-- WHAT TO PRODUCE --
Identify every line in the records below that contains the word "format", and copy each of those lines.

---------- AVAILABLE DATA ----------

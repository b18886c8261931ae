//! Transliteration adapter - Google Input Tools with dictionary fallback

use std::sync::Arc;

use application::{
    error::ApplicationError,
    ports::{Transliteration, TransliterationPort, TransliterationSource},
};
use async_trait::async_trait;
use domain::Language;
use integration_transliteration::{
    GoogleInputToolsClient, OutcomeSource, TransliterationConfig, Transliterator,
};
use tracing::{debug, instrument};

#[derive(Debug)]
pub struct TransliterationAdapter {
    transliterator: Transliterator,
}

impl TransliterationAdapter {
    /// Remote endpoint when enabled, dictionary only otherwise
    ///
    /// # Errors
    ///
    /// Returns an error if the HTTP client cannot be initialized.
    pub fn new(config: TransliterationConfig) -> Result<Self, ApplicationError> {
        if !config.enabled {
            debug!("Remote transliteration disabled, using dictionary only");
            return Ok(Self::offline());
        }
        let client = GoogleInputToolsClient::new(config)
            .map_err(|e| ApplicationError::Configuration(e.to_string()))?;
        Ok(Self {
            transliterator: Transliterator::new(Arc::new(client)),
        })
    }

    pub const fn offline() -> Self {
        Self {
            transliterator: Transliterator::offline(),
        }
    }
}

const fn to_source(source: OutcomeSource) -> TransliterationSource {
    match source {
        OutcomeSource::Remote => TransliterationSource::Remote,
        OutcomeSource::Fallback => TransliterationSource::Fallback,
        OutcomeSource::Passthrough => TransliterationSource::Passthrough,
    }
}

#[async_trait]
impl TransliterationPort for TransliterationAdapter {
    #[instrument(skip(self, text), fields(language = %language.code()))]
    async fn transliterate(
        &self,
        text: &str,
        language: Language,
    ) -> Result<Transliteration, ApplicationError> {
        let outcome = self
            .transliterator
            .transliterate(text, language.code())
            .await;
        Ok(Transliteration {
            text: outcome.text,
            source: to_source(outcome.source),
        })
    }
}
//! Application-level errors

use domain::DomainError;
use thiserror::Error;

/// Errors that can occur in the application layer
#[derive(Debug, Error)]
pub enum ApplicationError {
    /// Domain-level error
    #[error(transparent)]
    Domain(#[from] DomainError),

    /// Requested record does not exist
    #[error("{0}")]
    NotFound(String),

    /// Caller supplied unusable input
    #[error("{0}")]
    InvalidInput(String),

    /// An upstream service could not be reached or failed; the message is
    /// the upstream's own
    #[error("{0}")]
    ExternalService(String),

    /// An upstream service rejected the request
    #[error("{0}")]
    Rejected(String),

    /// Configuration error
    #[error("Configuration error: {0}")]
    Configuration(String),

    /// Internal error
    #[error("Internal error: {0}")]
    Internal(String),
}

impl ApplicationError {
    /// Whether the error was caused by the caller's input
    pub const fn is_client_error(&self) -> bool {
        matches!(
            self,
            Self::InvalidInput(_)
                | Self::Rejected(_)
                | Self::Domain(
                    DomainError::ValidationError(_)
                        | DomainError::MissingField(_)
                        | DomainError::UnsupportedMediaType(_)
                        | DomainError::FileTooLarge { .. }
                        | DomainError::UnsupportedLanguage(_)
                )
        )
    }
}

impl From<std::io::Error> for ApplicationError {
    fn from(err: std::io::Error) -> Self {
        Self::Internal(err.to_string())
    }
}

----------
---------- AVAILABLE DATA ----------

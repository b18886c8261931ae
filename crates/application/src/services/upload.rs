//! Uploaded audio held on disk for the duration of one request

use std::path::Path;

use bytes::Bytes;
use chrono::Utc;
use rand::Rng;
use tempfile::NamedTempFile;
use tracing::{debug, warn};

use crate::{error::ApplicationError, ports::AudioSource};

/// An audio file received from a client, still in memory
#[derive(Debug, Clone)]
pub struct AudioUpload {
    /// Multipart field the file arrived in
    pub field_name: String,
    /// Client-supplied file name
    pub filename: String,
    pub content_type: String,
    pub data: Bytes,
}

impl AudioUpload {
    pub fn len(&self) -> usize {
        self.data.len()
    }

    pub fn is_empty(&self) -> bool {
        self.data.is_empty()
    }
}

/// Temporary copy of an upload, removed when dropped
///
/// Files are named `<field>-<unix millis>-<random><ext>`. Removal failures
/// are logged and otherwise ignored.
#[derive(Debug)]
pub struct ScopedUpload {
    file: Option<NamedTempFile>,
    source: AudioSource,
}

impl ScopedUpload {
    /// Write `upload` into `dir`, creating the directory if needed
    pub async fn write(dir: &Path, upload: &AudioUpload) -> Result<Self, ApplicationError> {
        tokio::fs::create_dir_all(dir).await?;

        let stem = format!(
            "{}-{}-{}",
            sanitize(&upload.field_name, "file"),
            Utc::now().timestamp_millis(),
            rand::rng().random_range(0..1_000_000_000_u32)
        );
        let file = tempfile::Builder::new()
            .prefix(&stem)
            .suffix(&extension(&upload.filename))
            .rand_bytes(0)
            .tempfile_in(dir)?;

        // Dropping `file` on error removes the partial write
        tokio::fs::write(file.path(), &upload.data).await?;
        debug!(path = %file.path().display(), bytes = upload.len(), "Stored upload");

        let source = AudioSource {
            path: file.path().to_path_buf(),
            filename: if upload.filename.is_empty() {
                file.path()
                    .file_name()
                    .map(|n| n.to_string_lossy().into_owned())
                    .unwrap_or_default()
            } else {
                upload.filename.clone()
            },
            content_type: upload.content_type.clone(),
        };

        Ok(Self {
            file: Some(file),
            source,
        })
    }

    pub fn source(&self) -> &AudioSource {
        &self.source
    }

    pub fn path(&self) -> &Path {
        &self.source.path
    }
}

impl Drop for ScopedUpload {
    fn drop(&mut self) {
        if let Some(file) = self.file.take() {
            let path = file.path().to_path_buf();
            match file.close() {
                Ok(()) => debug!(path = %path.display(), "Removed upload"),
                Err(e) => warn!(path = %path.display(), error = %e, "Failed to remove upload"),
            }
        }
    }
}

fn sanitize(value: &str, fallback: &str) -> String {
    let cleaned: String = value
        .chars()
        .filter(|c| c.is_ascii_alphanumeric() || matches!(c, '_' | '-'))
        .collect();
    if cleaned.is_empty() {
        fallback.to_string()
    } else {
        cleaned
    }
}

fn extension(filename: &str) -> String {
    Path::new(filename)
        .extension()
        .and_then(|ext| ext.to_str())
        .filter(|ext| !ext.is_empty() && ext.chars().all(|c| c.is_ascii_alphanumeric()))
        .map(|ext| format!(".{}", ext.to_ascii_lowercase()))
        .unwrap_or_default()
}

----------

-- SOLVED EXERCISE --
        let stem = format!(
        .map(|ext| format!(".{}", ext.to_ascii_lowercase()))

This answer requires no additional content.